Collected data

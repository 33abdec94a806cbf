// Third Party
use k8s_openapi::api::core::v1::NodeCondition;

// Local
use crate::error::CleanupError;

/// The node condition type kubelets use to report overall health.
pub const NODE_READY: &str = "Ready";

const CONDITION_FALSE: &str = "False";

/// Check whether a node reports itself as "Ready".
///
/// Only an explicit `False` status counts as not ready; `True`, `Unknown` or anything else is
/// treated as ready so that the node is left alone. A missing `Ready` condition is an error rather
/// than a guess in either direction.
pub fn is_ready(conditions: &[NodeCondition]) -> Result<bool, CleanupError> {
    conditions
        .iter()
        .find(|condition| condition.type_ == NODE_READY)
        .map(|condition| condition.status != CONDITION_FALSE)
        .ok_or(CleanupError::ConditionNotFound(NODE_READY))
}
// Third Party
use async_trait::async_trait;
use k8s_openapi::api::core::v1::{Node, NodeCondition};
use kube::{
    api::{Api, DeleteParams, ListParams},
    Client, ResourceExt,
};

// Local
use crate::error::CleanupError;

/// The cluster's node inventory, as far as cleanup needs it.
#[async_trait]
pub trait NodeDirectory: Send + Sync {
    async fn list(&self) -> Result<Vec<Node>, kube::Error>;

    async fn delete(&self, node_name: &str) -> Result<(), kube::Error>;
}

/// `NodeDirectory` backed by the Kubernetes API server.
pub struct KubeNodeDirectory {
    all_nodes: Api<Node>,
}

impl KubeNodeDirectory {
    pub fn new(client: &Client) -> Self {
        Self {
            all_nodes: Api::all(client.clone()),
        }
    }
}

#[async_trait]
impl NodeDirectory for KubeNodeDirectory {
    async fn list(&self) -> Result<Vec<Node>, kube::Error> {
        let node_list = self.all_nodes.list(&ListParams::default()).await?;
        Ok(node_list.items)
    }

    async fn delete(&self, node_name: &str) -> Result<(), kube::Error> {
        self.all_nodes
            .delete(node_name, &DeleteParams::default())
            .await?;
        Ok(())
    }
}

/// Get the conditions a node reports in its status, if any.
pub fn node_conditions(node: &Node) -> &[NodeCondition] {
    node.status
        .as_ref()
        .and_then(|status| status.conditions.as_deref())
        .unwrap_or_default()
}

/// Find the id of the compute instance backing a node.
///
/// The deprecated `spec.externalID` is used when a kubelet still sets it, otherwise the id is the
/// last path segment of `spec.providerID`, e.g. `aws:///us-east-1a/i-0123456789abcdef0`.
pub fn instance_id_for_node(node: &Node) -> Result<String, CleanupError> {
    let spec = node.spec.as_ref();
    if let Some(external_id) = spec
        .and_then(|spec| spec.external_id.as_deref())
        .filter(|id| !id.is_empty())
    {
        return Ok(external_id.to_string());
    }

    spec.and_then(|spec| spec.provider_id.as_deref())
        .and_then(|provider_id| provider_id.rsplit('/').next())
        .filter(|id| !id.is_empty())
        .map(str::to_string)
        .ok_or_else(|| CleanupError::MissingInstanceId(node.name_any()))
}
pub mod cluster;
pub mod config;
pub mod deletion;
pub mod ec2;
pub mod error;
pub mod instance;
pub mod readiness;
pub mod reconciler;
pub mod utils;

#[cfg(test)]
mod testing;

pub use cluster::{KubeNodeDirectory, NodeDirectory};
pub use config::Config;
pub use ec2::Ec2InstanceProvider;
pub use error::{CleanupError, ProviderError};
pub use instance::ComputeProvider;
pub use reconciler::{Decision, NodeOutcome, Reconciler, TickSummary};
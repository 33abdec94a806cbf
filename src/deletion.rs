// Third Party
use tracing::{debug, error, info};

// Local
use crate::cluster::NodeDirectory;
use crate::error::CleanupError;

/// What happened to a node that was found to be stale.
#[derive(Debug, Clone, Copy, PartialEq, Eq)]
pub enum Deletion {
    /// Dry-run: the node would have been deleted.
    WouldDelete,
    Deleted,
}

/// Delete a stale node, or only log the intent when `dry_run` is set.
/// Failures are not retried here; the node is evaluated again on the next tick.
pub async fn delete_node<D>(
    directory: &D,
    node_name: &str,
    dry_run: bool,
) -> Result<Deletion, CleanupError>
where
    D: NodeDirectory + ?Sized,
{
    if dry_run {
        info!("Node would have been deleted, skipping: {}", node_name);
        return Ok(Deletion::WouldDelete);
    }

    debug!("Deleting node {}...", node_name);
    match directory.delete(node_name).await {
        Ok(()) => {
            info!("Deleted node {}", node_name);
            Ok(Deletion::Deleted)
        }
        // 404 Not found
        Err(kube::Error::Api(kube::error::ErrorResponse { code, .. })) if code == 404 => {
            debug!("Node {} already deleted", node_name);
            Ok(Deletion::Deleted)
        }
        Err(source) => {
            error!("Failed to delete node {}: {}", node_name, source);
            Err(CleanupError::DeletionFailure {
                node_name: node_name.to_string(),
                source,
            })
        }
    }
}
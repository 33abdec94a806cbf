// Third Party
use signal_hook::{
    consts::{SIGINT, SIGTERM},
    iterator::Signals,
};
use tracing::{info, Level};
use tracing_subscriber::EnvFilter;

/// Set up logging to stdout. `RUST_LOG` takes precedence, otherwise `default_filter` applies.
pub fn init_tracing(crate_name: &str, level: Level) {
    let filter =
        EnvFilter::try_from_default_env().unwrap_or_else(|_| default_filter(crate_name, level));
    tracing_subscriber::fmt().with_env_filter(filter).init();
}

/// Show everything `crate_name` logs at `level` or above, and nothing from dependencies.
pub fn default_filter(crate_name: &str, level: Level) -> EnvFilter {
    EnvFilter::new(format!(
        "{}={}",
        crate_name,
        level.to_string().to_lowercase()
    ))
}

/// Exit the process as soon as SIGINT or SIGTERM arrives.
pub fn setup_exit_hooks() -> Result<(), anyhow::Error> {
    let mut signals = Signals::new([SIGINT, SIGTERM])?;
    std::thread::spawn(move || {
        if let Some(signal) = signals.forever().next() {
            info!("Received signal {}, exiting", signal);
            std::process::exit(0);
        }
    });
    Ok(())
}
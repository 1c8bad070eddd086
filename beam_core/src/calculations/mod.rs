//! # Structural Calculations
//!
//! Every entry point is a pure function: it validates the beam and load,
//! derives a [`BeamModel`] once, and returns a JSON-serializable result or a
//! structured [`CalcError`](crate::errors::CalcError). Nothing is cached between
//! calls, so independent requests may run in parallel freely.
//!
//! ## Available Calculations
//!
//! - [`solve`] - moment, shear, deflection and reactions for a load case
//! - [`influence_line`] - moment at a fixed point as a unit load crosses the beam
//! - [`envelope`] - maximum |M| and |V| per station over a load sweep
//! - [`sweep::SweepController`] - time-driven, cancellable stepping of a load
//!
//! ## Components
//!
//! - [`single_load`] - one point or distributed load, dispatched on support type
//! - [`superposition`] - fold of single-load responses (train axles)
//! - [`influence_line`](mod@influence_line) - Müller-Breslau lines
//! - [`envelope`](mod@envelope) - sweep and running maxima
//! - [`sweep`] - sweep scheduling and cancellation
//!
//! ## Example
//!
//! ```rust
//! use beam_core::beam::BeamConfig;
//! use beam_core::calculations::solve;
//! use beam_core::loads::LoadCase;
//!
//! let beam = BeamConfig::simply_supported(10.0, 200.0, 100_000.0);
//! let result = solve(&beam, &LoadCase::point(100.0, 0.5)).unwrap();
//!
//! let (x, m_max) = result.max_abs_moment();
//! assert!((x - 5.0).abs() < 1e-9);
//! assert!((m_max - 250.0).abs() < 1e-9);
//! ```

pub mod envelope;
pub mod influence_line;
pub mod single_load;
pub mod superposition;
pub mod sweep;

use serde::{Deserialize, Serialize};
use tracing::warn;

use crate::beam::{BeamConfig, BeamModel};
use crate::errors::CalcResult;
use crate::loads::{LoadCase, SingleLoad};
use crate::results::{ApproximationNotice, Envelope, InfluenceLine, ResultSet, StationGrid, DEFAULT_DIVISIONS};

pub use envelope::DEFAULT_ENVELOPE_STEPS;
pub use single_load::solve_single;
pub use superposition::{solve_train, superpose};
pub use sweep::{CancelHandle, SweepController, SweepFrame, SweepState};

/// Sampling options shared by all entry points
#[derive(Debug, Clone, Copy, PartialEq, Eq, Serialize, Deserialize)]
pub struct SolveOptions {
    /// Number of intervals along the beam; results have `divisions + 1` stations
    pub divisions: usize,
}

impl Default for SolveOptions {
    fn default() -> Self {
        SolveOptions {
            divisions: DEFAULT_DIVISIONS,
        }
    }
}

impl SolveOptions {
    /// The station grid these options produce on a beam
    pub fn grid(&self, model: &BeamModel) -> CalcResult<StationGrid> {
        StationGrid::new(model.length_m, self.divisions)
    }
}

/// Solve any load case on an already validated model.
///
/// Point and distributed loads go to the single-load solver; trains are
/// superposed axle by axle.
pub fn solve_load(model: &BeamModel, load: &LoadCase, grid: &StationGrid) -> CalcResult<ResultSet> {
    match load {
        LoadCase::Point(p) => solve_single(model, &SingleLoad::Point(*p), grid),
        LoadCase::Distributed(d) => solve_single(model, &SingleLoad::Distributed(*d), grid),
        LoadCase::Train(train) => solve_train(model, train, grid),
    }
}

/// Solve a load case with default options (101 stations)
pub fn solve(beam: &BeamConfig, load: &LoadCase) -> CalcResult<ResultSet> {
    solve_with(beam, load, &SolveOptions::default())
}

/// Solve a load case
pub fn solve_with(beam: &BeamConfig, load: &LoadCase, options: &SolveOptions) -> CalcResult<ResultSet> {
    let model = beam.model()?;
    load.validate(model.length_m)?;
    let grid = options.grid(&model)?;

    let result = solve_load(&model, load, &grid)?;
    warn_notices(&result.notices);
    Ok(result)
}

/// Moment influence line at `observation_position` with default options
pub fn influence_line(beam: &BeamConfig, observation_position: f64) -> CalcResult<InfluenceLine> {
    influence_line_with(beam, observation_position, &SolveOptions::default())
}

/// Moment influence line at `observation_position`
pub fn influence_line_with(
    beam: &BeamConfig,
    observation_position: f64,
    options: &SolveOptions,
) -> CalcResult<InfluenceLine> {
    let model = beam.model()?;
    let grid = options.grid(&model)?;

    let line = influence_line::solve_influence_line(&model, observation_position, &grid)?;
    warn_notices(line.notice.as_slice());
    Ok(line)
}

/// Envelope of `load` swept over `steps + 1` positions with default options
pub fn envelope(beam: &BeamConfig, load: &LoadCase, steps: usize) -> CalcResult<Envelope> {
    envelope_with(beam, load, steps, &SolveOptions::default())
}

/// Envelope of `load` swept over `steps + 1` positions
pub fn envelope_with(
    beam: &BeamConfig,
    load: &LoadCase,
    steps: usize,
    options: &SolveOptions,
) -> CalcResult<Envelope> {
    let model = beam.model()?;
    load.validate(model.length_m)?;
    let grid = options.grid(&model)?;

    let env = envelope::compute_envelope(&model, load, steps, &grid)?;
    warn_notices(&env.notices);
    Ok(env)
}

pub(crate) fn warn_notices(notices: &[ApproximationNotice]) {
    for notice in notices {
        warn!(%notice, "approximate result");
    }
}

→ Work item
Starting from the top of the records and ending at the line that contains "async fn list(&self) -> Result<Vec<Node>, kube::Error>;", repeat each line exactly and return only those lines.

→ Task answer
repository 33abdec94a806cbf
// Third Party
use k8s_openapi::api::core::v1::NodeCondition;

// Local
use crate::error::CleanupError;

/// The node condition type kubelets use to report overall health.
pub const NODE_READY: &str = "Ready";

const CONDITION_FALSE: &str = "False";

/// Check whether a node reports itself as "Ready".
///
/// Only an explicit `False` status counts as not ready; `True`, `Unknown` or anything else is
/// treated as ready so that the node is left alone. A missing `Ready` condition is an error rather
/// than a guess in either direction.
pub fn is_ready(conditions: &[NodeCondition]) -> Result<bool, CleanupError> {
    conditions
        .iter()
        .find(|condition| condition.type_ == NODE_READY)
        .map(|condition| condition.status != CONDITION_FALSE)
        .ok_or(CleanupError::ConditionNotFound(NODE_READY))
}
// Third Party
use async_trait::async_trait;
use k8s_openapi::api::core::v1::{Node, NodeCondition};
use kube::{
    api::{Api, DeleteParams, ListParams},
    Client, ResourceExt,
};

// Local
use crate::error::CleanupError;

/// The cluster's node inventory, as far as cleanup needs it.
#[async_trait]
pub trait NodeDirectory: Send + Sync {
    async fn list(&self) -> Result<Vec<Node>, kube::Error>;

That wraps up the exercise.